The Tenured Toll-Taker
On Friday afternoon—in the middle of a pizza social for my undergrad advisees—I found out that I’ve received tenure at MIT.
Am I happy about the news? Of course! Yet even on such a joyous occasion, I found myself reflecting on a weird juxtaposition. I learned about MIT’s tenure decision at the tail end of a fierce, weeks-long comment war over on Luboš Motl’s blog, in which I assumed the task of defending theoretical computer science and quantum information science as a whole: explaining why these fields could have anything whatsoever to contribute to our understanding of the universe. Indeed, I took the title of this post from a comment Luboš made to me in the middle of the comment war: that compared to string theorists, quantum computing researchers have as little to say about the nature of reality as toll-takers on the Golden Gate Bridge. (Even though the Golden Gate tolls are apparently all-electronic these days, I still found Luboš’s analogy striking. I could imagine that staring all day at the breathtaking San Francisco Bay would lead to deep thoughts about the nature of reality.)
Now, some people will ask: why should I even waste my time this way—arguing with Luboš, a blogger infamous for describing the scientists he disagrees with as garbage, worms, fungi, etc., and even calling for their “elimination”? If I find the limits of computation in the physical universe to be a rich, fascinating, worthwhile subject; if I have hundreds of wonderful colleagues with whom to share the thrill of surprising new discoveries; if a large, growing fraction of the wider scientific community follows this field with interest, if my employer seems to want me doing it for the long haul … then why should I lose sleep just because someone, somewhere, declared that the P vs. NP problem is a random puzzle, of no deeper significance than whether or not chess is a draw? Or because he characterized the entire field of quantum computing and information as a trivial footnote to 1920s physics, fit only for mediocre students who couldn’t do string theory?
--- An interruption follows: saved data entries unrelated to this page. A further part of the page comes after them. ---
//! Dense row-major matrix.
//!
//! The serialisable container passed between crates. Products and
//! decompositions convert to `nalgebra::DMatrix` via [`Matrix::to_dmatrix`].

use crate::types::LinalgError;
use nalgebra::DMatrix;
use serde::{Deserialize, Serialize};
use std::ops::{Index, IndexMut};

/// Dense row-major `f64` matrix.
///
/// # Examples
///
/// ```
/// use wealth_core::math::Matrix;
///
/// let a = Matrix::from_rows(vec![vec![2.0, 0.0], vec![0.0, 3.0]]).unwrap();
/// let y = a.mul_vec(&[1.0, 1.0]).unwrap();
/// assert_eq!(y, vec![2.0, 3.0]);
/// assert_eq!(a.quad_form(&[1.0, 1.0]), 5.0);
/// ```
#[derive(Clone, Debug, PartialEq, Serialize, Deserialize)]
pub struct Matrix {
    rows: usize,
    cols: usize,
    data: Vec<f64>,
}

impl Matrix {
    /// Creates a zero matrix.
    pub fn zeros(rows: usize, cols: usize) -> Self {
        Self {
            rows,
            cols,
            data: vec![0.0; rows * cols],
        }
    }

    /// Creates an identity matrix.
    pub fn identity(n: usize) -> Self {
        let mut m = Self::zeros(n, n);
        for i in 0..n {
            m[(i, i)] = 1.0;
        }
        m
    }

    /// Creates a diagonal matrix.
    pub fn from_diagonal(diagonal: &[f64]) -> Self {
        let n = diagonal.len();
        let mut m = Self::zeros(n, n);
        for (i, d) in diagonal.iter().enumerate() {
            m[(i, i)] = *d;
        }
        m
    }

    /// Builds a matrix from rows.
    ///
    /// # Errors
    ///
    /// Returns `LinalgError::RaggedRows` if rows differ in length and
    /// `LinalgError::NonFinite` for NaN or infinite entries.
    pub fn from_rows(rows: Vec<Vec<f64>>) -> Result<Self, LinalgError> {
        let n_rows = rows.len();
        let n_cols = rows.first().map_or(0, Vec::len);
        let mut data = Vec::with_capacity(n_rows * n_cols);
        for (i, row) in rows.into_iter().enumerate() {
            if row.len() != n_cols {
                return Err(LinalgError::RaggedRows {
                    row: i,
                    expected: n_cols,
                    found: row.len(),
                });
            }
            if let Some(j) = row.iter().position(|x| !x.is_finite()) {
                return Err(LinalgError::NonFinite { row: i, col: j });
            }
            data.extend(row);
        }
        Ok(Self {
            rows: n_rows,
            cols: n_cols,
            data,
        })
    }

    /// Builds a covariance matrix from volatilities and a correlation matrix.
    pub fn covariance_from_correlation(
        volatilities: &[f64],
        correlation: &Matrix,
    ) -> Result<Self, LinalgError> {
        let n = volatilities.len();
        if correlation.rows != n || correlation.cols != n {
            return Err(LinalgError::DimensionMismatch {
                context: "covariance_from_correlation",
                expected: n,
                found: correlation.rows,
            });
        }
        let mut cov = Self::zeros(n, n);
        for i in 0..n {
            for j in 0..n {
                cov[(i, j)] = volatilities[i] * volatilities[j] * correlation[(i, j)];
            }
        }
        Ok(cov)
    }

    /// Number of rows.
    #[inline]
    pub fn rows(&self) -> usize {
        self.rows
    }

    /// Number of columns.
    #[inline]
    pub fn cols(&self) -> usize {
        self.cols
    }

    /// Whether the matrix is square.
    #[inline]
    pub fn is_square(&self) -> bool {
        self.rows == self.cols
    }

    /// Row `i` as a slice.
    #[inline]
    pub fn row(&self, i: usize) -> &[f64] {
        &self.data[i * self.cols..(i + 1) * self.cols]
    }

    /// Diagonal entries.
    pub fn diagonal(&self) -> Vec<f64> {
        (0..self.rows.min(self.cols)).map(|i| self[(i, i)]).collect()
    }

    /// Rows as nested vectors.
    pub fn to_rows(&self) -> Vec<Vec<f64>> {
        (0..self.rows).map(|i| self.row(i).to_vec()).collect()
    }

    /// Column-major `nalgebra` copy.
    pub fn to_dmatrix(&self) -> DMatrix<f64> {
        DMatrix::from_row_slice(self.rows, self.cols, &self.data)
    }

    /// Transpose.
    pub fn transpose(&self) -> Self {
        Self::from(self.to_dmatrix().transpose())
    }

    /// Matrix product `self · other`.
    pub fn mul(&self, other: &Matrix) -> Result<Matrix, LinalgError> {
        if self.cols != other.rows {
            return Err(LinalgError::DimensionMismatch {
                context: "mul",
                expected: self.cols,
                found: other.rows,
            });
        }
        Ok(Self::from(self.to_dmatrix() * other.to_dmatrix()))
    }

    /// Matrix-vector product `self · x`.
    pub fn mul_vec(&self, x: &[f64]) -> Result<Vec<f64>, LinalgError> {
        if x.len() != self.cols {
            return Err(LinalgError::DimensionMismatch {
                context: "mul_vec",
                expected: self.cols,
                found: x.len(),
            });
        }
        Ok((0..self.rows)
            .map(|i| self.row(i).iter().zip(x).map(|(a, b)| a * b).sum())
            .collect())
    }

    /// Quadratic form `xᵀ·self·x`.
    ///
    /// The caller guarantees `x.len()` matches the matrix dimension.
    pub fn quad_form(&self, x: &[f64]) -> f64 {
        debug_assert_eq!(x.len(), self.rows);
        let mut total = 0.0;
        for i in 0..self.rows {
            let row = self.row(i);
            let inner: f64 = row.iter().zip(x).map(|(a, b)| a * b).sum();
            total += x[i] * inner;
        }
        total
    }

    /// Element-wise sum.
    pub fn add(&self, other: &Matrix) -> Result<Matrix, LinalgError> {
        if self.rows != other.rows || self.cols != other.cols {
            return Err(LinalgError::DimensionMismatch {
                context: "add",
                expected: self.rows * self.cols,
                found: other.rows * other.cols,
            });
        }
        Ok(Matrix {
            rows: self.rows,
            cols: self.cols,
            data: self.data.iter().zip(&other.data).map(|(a, b)| a + b).collect(),
        })
    }

    /// Multiplies every entry by `factor`.
    pub fn scale(&self, factor: f64) -> Matrix {
        Matrix {
            rows: self.rows,
            cols: self.cols,
            data: self.data.iter().map(|x| x * factor).collect(),
        }
    }

    /// Checks symmetry to absolute tolerance `tol`.
    ///
    /// # Errors
    ///
    /// Returns `LinalgError::NotSquare` or `LinalgError::NotSymmetric`.
    pub fn check_symmetric(&self, tol: f64) -> Result<(), LinalgError> {
        if !self.is_square() {
            return Err(LinalgError::NotSquare {
                rows: self.rows,
                cols: self.cols,
            });
        }
        for i in 0..self.rows {
            for j in (i + 1)..self.cols {
                let scale = self[(i, j)].abs().max(self[(j, i)].abs()).max(1.0);
                if (self[(i, j)] - self[(j, i)]).abs() > tol * scale {
                    return Err(LinalgError::NotSymmetric { row: i, col: j });
                }
            }
        }
        Ok(())
    }

    /// Returns `(A + Aᵀ) / 2`.
    pub fn symmetrised(&self) -> Matrix {
        let mut out = self.clone();
        for i in 0..self.rows {
            for j in (i + 1)..self.cols {
                let avg = 0.5 * (self[(i, j)] + self[(j, i)]);
                out[(i, j)] = avg;
                out[(j, i)] = avg;
            }
        }
        out
    }

    /// Largest absolute row sum, an upper bound on the spectral radius.
    pub fn max_abs_row_sum(&self) -> f64 {
        (0..self.rows)
            .map(|i| self.row(i).iter().map(|x| x.abs()).sum::<f64>())
            .fold(0.0, f64::max)
    }

    /// Whether every entry is finite.
    pub fn is_finite(&self) -> bool {
        self.data.iter().all(|x| x.is_finite())
    }
}

impl From<DMatrix<f64>> for Matrix {
    fn from(m: DMatrix<f64>) -> Self {
        // the transpose's column-major storage is `m` in row-major order
        let (rows, cols) = m.shape();
        Self {
            rows,
            cols,
            data: m.transpose().as_slice().to_vec(),
        }
    }
}

impl Index<(usize, usize)> for Matrix {
    type Output = f64;

    #[inline]
    fn index(&self, (i, j): (usize, usize)) -> &f64 {
        &self.data[i * self.cols + j]
    }
}

impl IndexMut<(usize, usize)> for Matrix {
    #[inline]
    fn index_mut(&mut self, (i, j): (usize, usize)) -> &mut f64 {
        &mut self.data[i * self.cols + j]
    }
}

#[cfg(test)]
mod tests {
    use super::*;
    use approx::assert_relative_eq;

    #[test]
    fn test_from_rows_rejects_ragged() {
        let result = Matrix::from_rows(vec![vec![1.0, 2.0], vec![3.0]]);
        assert!(matches!(result, Err(LinalgError::RaggedRows { row: 1, .. })));
    }

    #[test]
    fn test_from_rows_rejects_nan() {
        let result = Matrix::from_rows(vec![vec![1.0, f64::NAN]]);
        assert_eq!(result, Err(LinalgError::NonFinite { row: 0, col: 1 }));
    }

    #[test]
    fn test_mul_and_transpose() {
        let a = Matrix::from_rows(vec![vec![1.0, 2.0, 3.0], vec![4.0, 5.0, 6.0]]).unwrap();
        let ata = a.transpose().mul(&a).unwrap();
        assert_eq!(ata.rows(), 3);
        assert_relative_eq!(ata[(0, 0)], 17.0);
        assert_relative_eq!(ata[(1, 2)], 36.0);
        assert_relative_eq!(ata[(2, 2)], 45.0);
        assert!(ata.check_symmetric(1e-12).is_ok());
    }

    #[test]
    fn test_dmatrix_conversion_keeps_layout() {
        let a = Matrix::from_rows(vec![vec![1.0, 2.0, 3.0], vec![4.0, 5.0, 6.0]]).unwrap();
        let d = a.to_dmatrix();
        assert_eq!(d.shape(), (2, 3));
        assert_eq!(d[(0, 2)], 3.0);
        assert_eq!(d[(1, 0)], 4.0);
        assert_eq!(Matrix::from(d), a);
        assert_eq!(a.transpose().row(2), &[3.0, 6.0]);
    }

    #[test]
    fn test_mul_dimension_mismatch() {
        let a = Matrix::zeros(2, 3);
        assert!(a.mul(&Matrix::zeros(2, 2)).is_err());
        assert!(a.mul_vec(&[1.0, 2.0]).is_err());
    }

    #[test]
    fn test_covariance_from_correlation() {
        let corr = Matrix::from_rows(vec![vec![1.0, 0.1], vec![0.1, 1.0]]).unwrap();
        let cov = Matrix::covariance_from_correlation(&[0.15, 0.05], &corr).unwrap();
        assert_relative_eq!(cov[(0, 0)], 0.0225, epsilon = 1e-15);
        assert_relative_eq!(cov[(0, 1)], 0.00075, epsilon = 1e-15);
    }

    #[test]
    fn test_symmetrised_and_check() {
        let a = Matrix::from_rows(vec![vec![1.0, 0.2], vec![0.4, 1.0]]).unwrap();
        assert!(a.check_symmetric(1e-12).is_err());
        let s = a.symmetrised();
        assert_relative_eq!(s[(0, 1)], 0.3);
        assert!(s.check_symmetric(1e-12).is_ok());
    }

    #[test]
    fn test_max_abs_row_sum() {
        let a = Matrix::from_rows(vec![vec![1.0, -2.0], vec![0.5, 0.5]]).unwrap();
        assert_relative_eq!(a.max_abs_row_sum(), 3.0);
    }
}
Or because, on the “other side,” a persistent minority calls quantum computers an absurd fantasy, and the quest to build them a taxpayer boondoggle bordering on fraud? Or because some skeptics, going even further, dismiss quantum mechanics itself as nonsensical mumbo-jumbo that physicists made up to conceal their own failure to find a straightforward, mechanical description of Nature? Likewise, why should it bother me if some anti-complexites dismiss the quest to prove P≠NP as a fashionable-but-irrelevant journey to formalize the obvious—even while others denounce the Soviet-style groupthink that leads the “CS establishment” to reject the possibility that P=NP? After all, these various naysayers can’t all be right! Doesn’t it comfort me that, of all the confidently-asserted reasons why everything my colleagues and I study is dead-end, cargo-cult science, so many of the reasons contradict each other?
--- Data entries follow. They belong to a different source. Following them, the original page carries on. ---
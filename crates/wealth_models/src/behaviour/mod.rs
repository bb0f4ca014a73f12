//! Behavioural bias policies.
//!
//! This module provides `BiasPolicyKind` for static dispatch over the four
//! client biases and the [`BiasInjector`] that applies them.
//!
//! ## Design
//!
//! - **Deterministic**: policies are pure functions of the client profile,
//!   the proposed weights and the recent return history
//! - **Fixed order**: loss aversion → herding → anchoring on weights;
//!   recency acts on the expected returns handed to the optimiser
//! - **Static dispatch**: all policy dispatch via `match` expressions
//!
//! ## Example
//!
//! ```
//! use wealth_models::behaviour::{BiasContext, BiasPolicy, BiasPolicyKind, Herding};
//!
//! let policy = BiasPolicyKind::Herding(Herding { strength: 0.5 });
//! let ctx = BiasContext {
//!     current_weights: &[0.5, 0.5],
//!     anchor_weights: &[0.5, 0.5],
//!     consensus_weights: &[1.0, 0.0],
//!     risky: &[true, false],
//!     recent_portfolio_returns: &[],
//!     periods_elapsed: 0,
//! };
//! let adjusted = policy.adjust_weights(&[0.0, 1.0], &ctx);
//! assert_eq!(adjusted, vec![0.5, 0.5]);
//! ```

mod anchoring;
mod herding;
mod injector;
mod loss_aversion;
mod recency;

pub use anchoring::Anchoring;
pub use herding::Herding;
pub use injector::{BiasInjector, BiasToggles};
pub use loss_aversion::LossAversion;
pub use recency::Recency;

/// Market and portfolio information visible to the weight policies.
#[derive(Clone, Copy, Debug)]
pub struct BiasContext<'a> {
    /// Weights held before the rebalance
    pub current_weights: &'a [f64],
    /// Onboarding allocation the client anchors on
    pub anchor_weights: &'a [f64],
    /// Allocation held by the client's peer group
    pub consensus_weights: &'a [f64],
    /// Whether each asset counts as risky (Equity, Alternative, Esg)
    pub risky: &'a [bool],
    /// Portfolio returns over the lookback window, oldest first
    pub recent_portfolio_returns: &'a [f64],
    /// Periods since onboarding
    pub periods_elapsed: usize,
}

/// Behaviour shared by all bias policies.
pub trait BiasPolicy {
    /// Policy name.
    fn name(&self) -> &'static str;

    /// Whether the policy has any effect.
    fn is_active(&self) -> bool;

    /// Adjusts proposed target weights. Default: unchanged.
    fn adjust_weights(&self, proposed: &[f64], _ctx: &BiasContext<'_>) -> Vec<f64> {
        proposed.to_vec()
    }

    /// Adjusts the expected returns fed to the optimiser. Default: unchanged.
    ///
    /// `recent_asset_returns` holds one per-asset return vector per period,
    /// oldest first.
    fn adjust_expected_returns(
        &self,
        expected: &[f64],
        _recent_asset_returns: &[Vec<f64>],
    ) -> Vec<f64> {
        expected.to_vec()
    }
}

/// Static dispatch enum over the bias policies.
#[derive(Clone, Debug, PartialEq)]
pub enum BiasPolicyKind {
    /// Resistance to de-risking after losses
    LossAversion(LossAversion),
    /// Pull towards the consensus allocation
    Herding(Herding),
    /// Pull towards the onboarding allocation
    Anchoring(Anchoring),
    /// Over-weighting of recent returns in expectations
    Recency(Recency),
}

impl BiasPolicy for BiasPolicyKind {
    fn name(&self) -> &'static str {
        match self {
            BiasPolicyKind::LossAversion(p) => p.name(),
            BiasPolicyKind::Herding(p) => p.name(),
            BiasPolicyKind::Anchoring(p) => p.name(),
            BiasPolicyKind::Recency(p) => p.name(),
        }
    }

    fn is_active(&self) -> bool {
        match self {
            BiasPolicyKind::LossAversion(p) => p.is_active(),
            BiasPolicyKind::Herding(p) => p.is_active(),
            BiasPolicyKind::Anchoring(p) => p.is_active(),
            BiasPolicyKind::Recency(p) => p.is_active(),
        }
    }

    fn adjust_weights(&self, proposed: &[f64], ctx: &BiasContext<'_>) -> Vec<f64> {
        match self {
            BiasPolicyKind::LossAversion(p) => p.adjust_weights(proposed, ctx),
            BiasPolicyKind::Herding(p) => p.adjust_weights(proposed, ctx),
            BiasPolicyKind::Anchoring(p) => p.adjust_weights(proposed, ctx),
            BiasPolicyKind::Recency(p) => p.adjust_weights(proposed, ctx),
        }
    }

    fn adjust_expected_returns(
        &self,
        expected: &[f64],
        recent_asset_returns: &[Vec<f64>],
    ) -> Vec<f64> {
        match self {
            BiasPolicyKind::LossAversion(p) => {
                p.adjust_expected_returns(expected, recent_asset_returns)
            }
            BiasPolicyKind::Herding(p) => p.adjust_expected_returns(expected, recent_asset_returns),
            BiasPolicyKind::Anchoring(p) => {
                p.adjust_expected_returns(expected, recent_asset_returns)
            }
            BiasPolicyKind::Recency(p) => p.adjust_expected_returns(expected, recent_asset_returns),
        }
    }
}

/// Clamps weights at zero and rescales them to sum to one.
///
/// Returns the input unchanged if nothing positive remains.
pub fn renormalise(weights: &[f64]) -> Vec<f64> {
    let clamped: Vec<f64> = weights.iter().map(|w| w.max(0.0)).collect();
    let total: f64 = clamped.iter().sum();
    if !(total > 0.0) || !total.is_finite() {
        return weights.to_vec();
    }
    clamped.into_iter().map(|w| w / total).collect()
}

/// Blends `from` towards `to` by `t`.
pub(crate) fn blend(from: &[f64], to: &[f64], t: f64) -> Vec<f64> {
    from.iter()
        .zip(to)
        .map(|(a, b)| (1.0 - t) * a + t * b)
        .collect()
}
Sure, but here’s the thing. In seven years of teaching and blogging, I’ve learned something about my own psychology. Namely, if I meet anyone—an undergrad, an anonymous blog commenter, anyone—who claims that the P vs. NP problem is beside the point, since it’s perfectly plausible that P=NP but the algorithm takes n10000 time—or that, while quantum mechanics works fine for small systems, there’s not the slightest reason to expect it to scale up to larger ones—or that the limits of computation are plainly no more relevant to physics than the fact that cucumbers are green—trying to reason with that person will always, till the end of my life, feel like the most pressing task in the world to me. And it will make no difference whether I’m an unknown postdoc and the other person is Emperor of the Galaxy, or vice versa.
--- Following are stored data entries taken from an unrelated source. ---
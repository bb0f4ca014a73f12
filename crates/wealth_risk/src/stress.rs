//! Factor stress scenarios.
//!
//! A scenario is an instantaneous shock to named factor returns. Each asset
//! moves by its loading-weighted sum of the shocks; factors the model does
//! not carry are ignored. A scenario may also mark down assets that cannot
//! trade daily, modelling a forced exit from gated or locked vehicles.

use crate::error::RiskError;
use serde::{Deserialize, Serialize};
use std::collections::BTreeMap;
use tracing::debug;
use wealth_core::types::Universe;
use wealth_models::factor::FactorModel;
use wealth_simulation::state::PortfolioState;

/// Floor on a stressed asset return.
const RETURN_FLOOR: f64 = -1.0;

/// Preset stress scenarios.
#[derive(Clone, Copy, Debug, PartialEq, Eq, Hash, Serialize, Deserialize)]
#[serde(rename_all = "snake_case")]
pub enum StressPreset {
    /// Equity crash
    EquityCrash,
    /// Rate shock
    RateShock,
    /// Stagflation
    Stagflation,
    /// Liquidity crisis
    LiquidityCrisis,
}

impl StressPreset {
    /// Every preset.
    pub const ALL: [StressPreset; 4] = [
        StressPreset::EquityCrash,
        StressPreset::RateShock,
        StressPreset::Stagflation,
        StressPreset::LiquidityCrisis,
    ];

    /// Human-readable name.
    pub fn name(&self) -> &'static str {
        match self {
            Self::EquityCrash => "Equity crash",
            Self::RateShock => "Rate shock",
            Self::Stagflation => "Stagflation",
            Self::LiquidityCrisis => "Liquidity crisis",
        }
    }

    /// Description.
    pub fn description(&self) -> &'static str {
        match self {
            Self::EquityCrash => "Equity factor -30%, credit -10%",
            Self::RateShock => "Rates factor -10% (about +200bp on a 5-year duration)",
            Self::Stagflation => "Equity -15%, rates -8%, credit -5%",
            Self::LiquidityCrisis => {
                "Equity -20%, credit -15%, gated and locked assets marked down 15%"
            }
        }
    }

    /// Scenario definition.
    pub fn scenario(&self) -> StressScenario {
        let s = StressScenario::new(self.name());
        match self {
            Self::EquityCrash => s.with_shock("equity", -0.30).with_shock("credit", -0.10),
            Self::RateShock => s.with_shock("rates", -0.10),
            Self::Stagflation => s
                .with_shock("equity", -0.15)
                .with_shock("rates", -0.08)
                .with_shock("credit", -0.05),
            Self::LiquidityCrisis => s
                .with_shock("equity", -0.20)
                .with_shock("credit", -0.15)
                .with_illiquid_haircut(0.15),
        }
    }
}

/// Instantaneous shock to named factors.
///
/// # Examples
///
/// ```
/// use wealth_risk::stress::StressScenario;
///
/// let scenario = StressScenario::new("Tech selloff").with_shock("equity", -0.25);
/// assert_eq!(scenario.factor_shocks["equity"], -0.25);
/// ```
#[derive(Clone, Debug, PartialEq, Serialize, Deserialize)]
pub struct StressScenario {
    /// Scenario name
    pub name: String,
    /// Factor return shocks keyed by factor name (case-insensitive)
    pub factor_shocks: BTreeMap<String, f64>,
    /// Extra markdown on assets that are not daily-liquid
    #[serde(default)]
    pub illiquid_haircut: f64,
}

impl StressScenario {
    /// Scenario with no shocks.
    pub fn new(name: impl Into<String>) -> Self {
        Self {
            name: name.into(),
            factor_shocks: BTreeMap::new(),
            illiquid_haircut: 0.0,
        }
    }

    /// Adds a factor shock.
    pub fn with_shock(mut self, factor: impl Into<String>, shock: f64) -> Self {
        self.factor_shocks.insert(factor.into(), shock);
        self
    }

    /// Sets the markdown on gated and locked assets.
    pub fn with_illiquid_haircut(mut self, haircut: f64) -> Self {
        self.illiquid_haircut = haircut;
        self
    }

    /// Stressed return of every asset in universe order.
    ///
    /// # Errors
    ///
    /// - `RiskError::DimensionMismatch` if the model and universe disagree
    /// - `RiskError::NoMatchingFactor` if the scenario moves nothing
    /// - `RiskError::InvalidInput` for a haircut outside [0, 1]
    pub fn asset_shocks(
        &self,
        factors: &FactorModel,
        universe: &Universe,
    ) -> Result<Vec<f64>, RiskError> {
        if factors.n_assets() != universe.len() {
            return Err(RiskError::DimensionMismatch {
                context: "factor loadings vs universe",
                expected: universe.len(),
                found: factors.n_assets(),
            });
        }
        if !(0.0..=1.0).contains(&self.illiquid_haircut) {
            return Err(RiskError::InvalidInput(format!(
                "illiquid haircut {} must lie in [0, 1]",
                self.illiquid_haircut
            )));
        }

        let mut shocks = vec![0.0; factors.n_factors()];
        let mut matched = 0;
        for (name, shock) in &self.factor_shocks {
            match factors
                .factor_names()
                .iter()
                .position(|f| f.eq_ignore_ascii_case(name))
            {
                Some(k) => {
                    shocks[k] += shock;
                    matched += 1;
                }
                None => debug!(scenario = %self.name, factor = %name, "Factor not in model"),
            }
        }
        if matched == 0 && self.illiquid_haircut == 0.0 {
            return Err(RiskError::NoMatchingFactor(self.name.clone()));
        }

        let loadings = factors.loadings();
        Ok(universe
            .assets()
            .iter()
            .enumerate()
            .map(|(i, asset)| {
                let systematic: f64 = loadings
                    .row(i)
                    .iter()
                    .zip(&shocks)
                    .map(|(b, f)| b * f)
                    .sum();
                let r = systematic.max(RETURN_FLOOR);
                if asset.liquidity.is_daily() {
                    r
                } else {
                    (1.0 + r) * (1.0 - self.illiquid_haircut) - 1.0
                }
            })
            .collect())
    }
}

/// Loss of `state`'s holdings under `asset_shocks` (positive = loss).
///
/// Cash is unaffected.
pub fn stress_loss(state: &PortfolioState, asset_shocks: &[f64]) -> f64 {
    -state
        .positions
        .iter()
        .zip(asset_shocks)
        .map(|(p, s)| p.market_value() * s)
        .sum::<f64>()
}

/// Stress outcome across paths.
#[derive(Clone, Debug, PartialEq, Serialize, Deserialize)]
pub struct StressResult {
    /// Scenario name
    pub scenario: String,
    /// Mean loss over the paths' ending portfolios
    pub mean_loss: f64,
    /// Largest loss over the paths' ending portfolios
    pub worst_loss: f64,
    /// Mean loss as a fraction of ending value
    pub mean_loss_fraction: f64,
}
Why? Because, I confess, a large part of me worries: what if this other person is right? What if I really do have to jettison everything I thought I knew about physics, computation, and pretty much everything else since I was a teenager, toss all my results into the garbage can (or at least the “amusing recreations can”), and start over from kindergarten? But then, as I fret about that possibility, counterarguments well up in my mind. Like someone pinching himself to make sure he’s awake, I remember all the reasons why I was led to think what I think in the first place. And I want the other person to go through that experience with me—the experience, if you like, of feeling the foundations of the universe smashed to pieces and then rebuilt, the infinite hierarchy of complexity classes collapsing and then springing back into place, decades’ worth of books set ablaze and then rewritten on blank pages. I want to say: at least come stand here with me—in this place that I spent twenty years of late nights, false starts, and discarded preconceptions getting to—and tell me if you still don’t see what I see.
That’s how I am; I doubt I can change it any more than I can change my blood type. So I feel profoundly grateful to have been born into a world where I can make a comfortable living just by being this strange, thin-skinned creature that I am—a world where there are countless others who do see what I see, indeed see it a thousand times more clearly in many cases, but who still appreciate what little I can do to explore this corner or that, or to describe the view to others. I’d say I’m grateful to “fate,” but really I’m grateful to my friends and family, my students and teachers, my colleagues at MIT and around the world, and the readers of Shtetl-Optimized—yes, even John Sidles. “Fate” either doesn’t exist or doesn’t need my gratitude if it does.